A Nonstop Year for Prize Winner Rossi

]New Pritzker laureate considers architecture `a way of expressing the fundamental search for happiness.'

ALDO ROSSI - whose selection as the 1990 recipient of the prestigious Pritzker Architecture Prize was announced yesterday - was in his office in Milan, Italy, working late one recent evening when the phone call from the United States came with the news. ``I was surprised,'' he said, ``and completely elated.'' One of a dozen men chosen from around the world over the past 11 years to receive the award, he has been singled out as having made a significant contribution to humanity through his art.

Rossi admits he is a workaholic. At 58, he is also one of the youngest to win the Pritzker, which is to architecture what the Nobel is to peace. Complete with a $100,000 grant, medallion, and formal citation, the prize will be presented on June 16 by Jay A. Pritzker, president of the Hyatt Foundation, in a ceremony at the Palazzo Grassi Museum in Venice.

``I am very familiar with this museum,'' says Rossi, reached by phone in Milan. A professor of architecture at the University of Venice, he has often visited the Palazzo Grassi. ``The event on June 16,'' he adds, ``will be especially meaningful.''

Rossi has designed stadiums, large urban developments, opera houses, museums, cemeteries, lighthouses, furniture - even coffee servers and teapots. One of his most unusual projects was a floating theater for the Venice Biennale in 1979. It seated 250 people around a central stage and was towed across the lagoon to the Punta della Dogana.
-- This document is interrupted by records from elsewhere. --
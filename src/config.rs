//! Configuration for stitching and extraction runs.
//!
//! Every key is optional; a missing key keeps its default.
//!
//! ```toml
//! [calibration]
//! stage_unit = "meter"
//!
//! [stitch]
//! move_into_subfolder = true
//! png_export = true
//!
//! [stitch.fusion]
//! compute_overlap = true
//! invert_x = true
//!
//! [extraction]
//! coordinator_threads = 4
//! ```

use crate::{calibration::Calibration, stitch::FusionParams};

use serde::Deserialize;
use std::path::{Path, PathBuf};
use thiserror::Error;

#[derive(Debug, Error)]
pub enum ConfigError {
    #[error("Cannot read config file {path}: {source}")]
    Io {
        path: PathBuf,
        #[source]
        source: std::io::Error,
    },

    #[error("Invalid config: {0}")]
    Parse(#[from] toml::de::Error),
}

#[derive(Clone, Debug, Default, PartialEq, Deserialize)]
#[serde(default)]
pub struct Config {
    pub calibration: Calibration,
    pub stitch: StitchOptions,
    pub extraction: ExtractionOptions,
}

impl Config {
    pub fn from_toml_str(text: &str) -> Result<Self, ConfigError> {
        Ok(toml::from_str(text)?)
    }

    pub fn load(path: impl AsRef<Path>) -> Result<Self, ConfigError> {
        let path = path.as_ref();
        let text = std::fs::read_to_string(path).map_err(|source| ConfigError::Io {
            path: path.to_path_buf(),
            source,
        })?;
        Self::from_toml_str(&text)
    }
}

#[derive(Clone, Debug, PartialEq, Deserialize)]
#[serde(default)]
pub struct StitchOptions {
    /// Move each source file into a folder named after it before stitching.
    pub move_into_subfolder: bool,
    /// Also write an RGB `_stitched.png` next to the fused TIFF.
    pub png_export: bool,
    /// Projection pool size; `None` uses all available cores.
    pub projection_threads: Option<usize>,
    pub keep_scratch_on_failure: bool,
    pub fusion: FusionParams,
}

impl Default for StitchOptions {
    fn default() -> Self {
        Self {
            move_into_subfolder: false,
            png_export: false,
            projection_threads: None,
            keep_scratch_on_failure: false,
            fusion: FusionParams::default(),
        }
    }
}

#[derive(Clone, Debug, PartialEq, Deserialize)]
#[serde(default)]
pub struct ExtractionOptions {
    /// Worker threads coordinating extraction tasks; they do no heavy I/O.
    pub coordinator_threads: usize,
    /// Extension of the original multi-series files, used to find them from a stitched image.
    pub source_extension: String,
    /// Name of the output folder created next to the stitched image.
    pub output_dir_name: String,
}

impl Default for ExtractionOptions {
    fn default() -> Self {
        Self {
            coordinator_threads: 8,
            source_extension: "lif".to_string(),
            output_dir_name: "zstacks".to_string(),
        }
    }
}
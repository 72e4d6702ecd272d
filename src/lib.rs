//! # Tile-scan stitching library
//!
//! This crate orchestrates the stitching of multi-tile, multi-channel
//! microscopy acquisitions and the extraction of full-resolution z-stacks
//! for tiles picked on the stitched mosaic.
//!
//! Decoding of the vendor file format and the registration/fusion algorithm
//! itself are provided by the host through the [`ImageBackend`] and
//! [`StitchAlgorithm`] traits. The crate takes care of everything around
//! them:
//!  - Enumerating the series of a file and converting stage positions to
//!    pixel coordinates
//!  - Computing maximum-intensity projections of every tile in parallel
//!    using rayon
//!  - Writing the tile configuration consumed by the stitcher
//!  - Cleaning up and persisting the stitched image and its ROI set
//!  - Re-reading single tiles on ROI selection and writing one multi-page
//!    TIFF per channel, without blocking the caller
//!
//! Everything is logged through `tracing`; installing a subscriber is up to
//! the host.
//!
//! # Examples
//!
//! ## Stitching every tile group of a file
//!
//! ```no_run
//! # use tilescan_stitch::{Config, ImageBackend, StitchAlgorithm, Stitcher};
//! # use std::sync::Arc;
//! # fn run(backend: Arc<dyn ImageBackend>, algorithm: &dyn StitchAlgorithm) {
//! let config = Config::load("stitch.toml").expect("should have read config");
//! let mut stitcher = Stitcher::new(backend, config);
//! stitcher.open_sources(&["data/experiment.lif"]);
//!
//! for outcome in stitcher.run(algorithm, |_| true).expect("should have started pool") {
//!     match outcome.result {
//!         Ok(report) => println!("{}: {}", outcome.group, report.fused.display()),
//!         Err(err) => eprintln!("{}: {err}", outcome.group),
//!     }
//! }
//! # }
//! ```
//!
//! ## Extracting the z-stack behind a selected ROI
//!
//! ```no_run
//! # use tilescan_stitch::{Calibration, ExtractionOptions, ExtractionPipeline, ImageBackend, ImageSource, SelectedRoi};
//! # use std::sync::Arc;
//! # fn run(backend: Arc<dyn ImageBackend>) {
//! let source = ImageSource::open(backend, "data/experiment.lif", false, &Calibration::default())
//!     .expect("should have opened file");
//! let pipeline = ExtractionPipeline::new(Arc::new(source), "data/zstacks", &ExtractionOptions::default())
//!     .expect("should have started workers");
//!
//! pipeline.on_selection(&[SelectedRoi::new("0, 0 file=TileScan_1_mp_3.tif", 4)]);
//! for outcome in pipeline.wait_idle() {
//!     println!("ROI {}: {:?}", outcome.task.roi_ordinal, outcome.result.map(|r| r.written));
//! }
//! # }
//! ```

pub mod backend;
pub mod calibration;
pub mod companion;
pub mod config;
pub mod enums;
pub mod extraction;
pub mod image_source;
pub mod job;
pub mod projection;
pub mod roi;
pub mod stitch;
pub mod tile_config;
pub mod tile_stack;
pub mod writer;

#[cfg(test)]
mod testing;

pub use backend::{BackendError, ImageBackend, ImageReader, PhysicalLength, StackDims};
pub use calibration::Calibration;
pub use config::{Config, ExtractionOptions, StitchOptions};
pub use extraction::{ExtractionOutcome, ExtractionPipeline, ExtractionState, ExtractionTask, SelectedRoi};
pub use image_source::{ImageSource, Tile};
pub use job::{JobError, StitchReport, Stitcher, StitchingJob};
pub use stitch::{FusedImage, FusionParams, StitchAlgorithm, StitchOutput, StitchRequest};
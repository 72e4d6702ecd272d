//! Decoder capability consumed by the crate.
//!
//! The actual multi-series file decoder lives outside this crate. An
//! implementation opens a file, reports per-series metadata (name, stage
//! position, pixel calibration, channel colours) and decodes individual
//! `(channel, z)` planes on request.

use crate::enums::LengthUnit;

use ndarray::Array2;
use std::path::Path;
use thiserror::Error;

#[derive(Debug, Error)]
pub enum BackendError {
    #[error("Unrecognized or corrupt file: {0}")]
    Format(String),

    #[error("No stage position recorded for series {0}")]
    PositionUnavailable(usize),

    #[error("Series {0} does not exist")]
    NoSuchSeries(usize),

    #[error("Plane (c={channel}, z={z}) out of range")]
    NoSuchPlane { channel: usize, z: usize },

    #[error("IO error: {0}")]
    Io(#[from] std::io::Error),

    #[error("{0}")]
    Other(String),
}

/// A length together with the unit it was reported in.
#[derive(Clone, Copy, Debug, PartialEq)]
pub struct PhysicalLength {
    pub value: f64,
    pub unit: LengthUnit,
}

impl PhysicalLength {
    pub fn new(value: f64, unit: LengthUnit) -> Self {
        Self { value, unit }
    }

    pub fn micrometers(value: f64) -> Self {
        Self::new(value, LengthUnit::Micrometer)
    }
}

/// Extent of one series as `(channels, depth, height, width)`.
#[derive(Clone, Copy, Debug, Default, PartialEq, Eq)]
pub struct StackDims {
    pub channels: usize,
    pub depth: usize,
    pub height: usize,
    pub width: usize,
}

impl StackDims {
    pub fn new(channels: usize, depth: usize, height: usize, width: usize) -> Self {
        Self {
            channels,
            depth,
            height,
            width,
        }
    }

    pub fn as_tuple(&self) -> (usize, usize, usize, usize) {
        (self.channels, self.depth, self.height, self.width)
    }
}

pub trait ImageBackend: Send + Sync {
    fn open(&self, path: &Path) -> Result<Box<dyn ImageReader>, BackendError>;
}

/// An open file handle. Series-indexed metadata accessors take the series
/// explicitly; pixel access applies to the series chosen by `set_series`.
pub trait ImageReader: Send {
    fn series_count(&self) -> usize;

    fn set_series(&mut self, series: usize) -> Result<(), BackendError>;

    fn image_name(&self, series: usize) -> String;

    /// Dimension order of the current series, e.g. `"XYCZT"`.
    fn dimension_order(&self) -> String;

    fn physical_pixel_size_x(&self, series: usize) -> Option<PhysicalLength>;

    fn physical_pixel_size_y(&self, series: usize) -> Option<PhysicalLength>;

    /// Raw stage position of the first plane, in the stage's base unit.
    fn plane_position(&self, series: usize) -> Result<(f64, f64), BackendError>;

    fn channel_count(&self, series: usize) -> usize;

    fn channel_color(&self, series: usize, channel: usize) -> [u8; 3];

    fn stack_dims(&self) -> StackDims;

    fn read_plane(&mut self, channel: usize, z: usize) -> Result<Array2<u16>, BackendError>;

    fn close(&mut self) {}
}

/// Owns a reader and closes it when dropped, on success and error paths alike.
pub(crate) struct ReaderGuard(Box<dyn ImageReader>);

impl ReaderGuard {
    pub(crate) fn new(reader: Box<dyn ImageReader>) -> Self {
        Self(reader)
    }
}

impl std::ops::Deref for ReaderGuard {
    type Target = dyn ImageReader;

    fn deref(&self) -> &Self::Target {
        self.0.as_ref()
    }
}

impl std::ops::DerefMut for ReaderGuard {
    fn deref_mut(&mut self) -> &mut Self::Target {
        self.0.as_mut()
    }
}

impl Drop for ReaderGuard {
    fn drop(&mut self) {
        self.0.close();
    }
}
He has been compared to Le Corbusier as a painter/architect and described by Pritzker juror Ada Louise Huxtable as ``a poet who happens to be an architect.''

Currently Rossi and Morris Adjmi, an associate in his New York office, are working on the School of Architecture for the University of Miami. ``The Tower will be outstanding,'' Mr. Adjmi predicts. ``It is a cone, sphere, and cube - the forms which are the building blocks of architecture.''

Ask Rossi about his yet-to-be-fulfilled dreams, and this man who has designed city halls, bridges, museums, even toys replies, ``To create a villa for a wealthy family - this intrigues me.'' Will it feature his favorite color - and what is that? At first Rossi quotes the German poet Goethe, ``The rainbow.'' Then he says his personal preference actually runs to robin's-egg blue - ``the light blue of the Madonna.''

Rossi doesn't believe in innovation and change just for attention. He prefers continuity of architecture through designs that re-use, modify, and build upon what exists. Recently he suggested, ``I still have a dream of great civil architecture, not the concordance of discords but the city that is beautiful because of the wealth and variety it contains. I believe in the city of the future for this reason. It is a place where the fragments of something once broken are recomposed.

``In truth, the recomposition does not seek a single overall design, but the liberty of a life of its own, a freedom of styles. A city that is free.''

Rossi has been widely acclaimed for his writings, especially two books, ``The Architecture of the City'' (1966) and his ``Scientific Autobiography'' (1981), where he reveals with emotion and depth his feelings about his art. In that book, he notes that his interest in architecture flowered rather late. And he says, ``Architecture was one of the ways that humanity had sought to survive; it was a way of expressing the fundamental search for happiness. I came to regard architecture as the instrument which permits the unfolding of a thing.''

Rossi's father manufactured bicycles, but young Aldo showed a deep love for theater that persists to this day. ``If I wasn't an architect, I believe I would direct films,'' he says. It shouldn't come as a surprise that several of his designs are are for theaters.

In 1959, Rossi received his architecture degree at the Polytechnic University of Milan. While still a student, he met his mentor, Ernesto Rogers, and began working for him on the leading architecture magazine in Italy, Casabella-Continuita. ``I was there until 1964,'' he explains. ``Then I was appointed as a professor at Milan Polytechnic.''

Today, even with projects under construction in the Netherlands, Japan, England, Germany, and the United States, he still gives lectures and serves occasionally as a visiting professor in the United States and elsewhere.

His workload continues to grow. In 1988, he created a civic center, the Palazzo Regionale, in Perugia; a funerary chapel in Giussano; a town hall for Gorgoricco; a shopping center in Parma; and in Turin the Casas Aurora, an office headquarters for GFI, parent company for fashion's Valentino, Ungaro, and Armani.

``It's been nonstop this year too,'' he acknowledges. He has been in Galveston, Texas, for the inauguration of his monumental arch; in Coral Gables, Fla., for the groundbreaking of the School of Architecture at the Universtiy of Miami; and in Japan for discussions with the Fukuoka Art Gallery.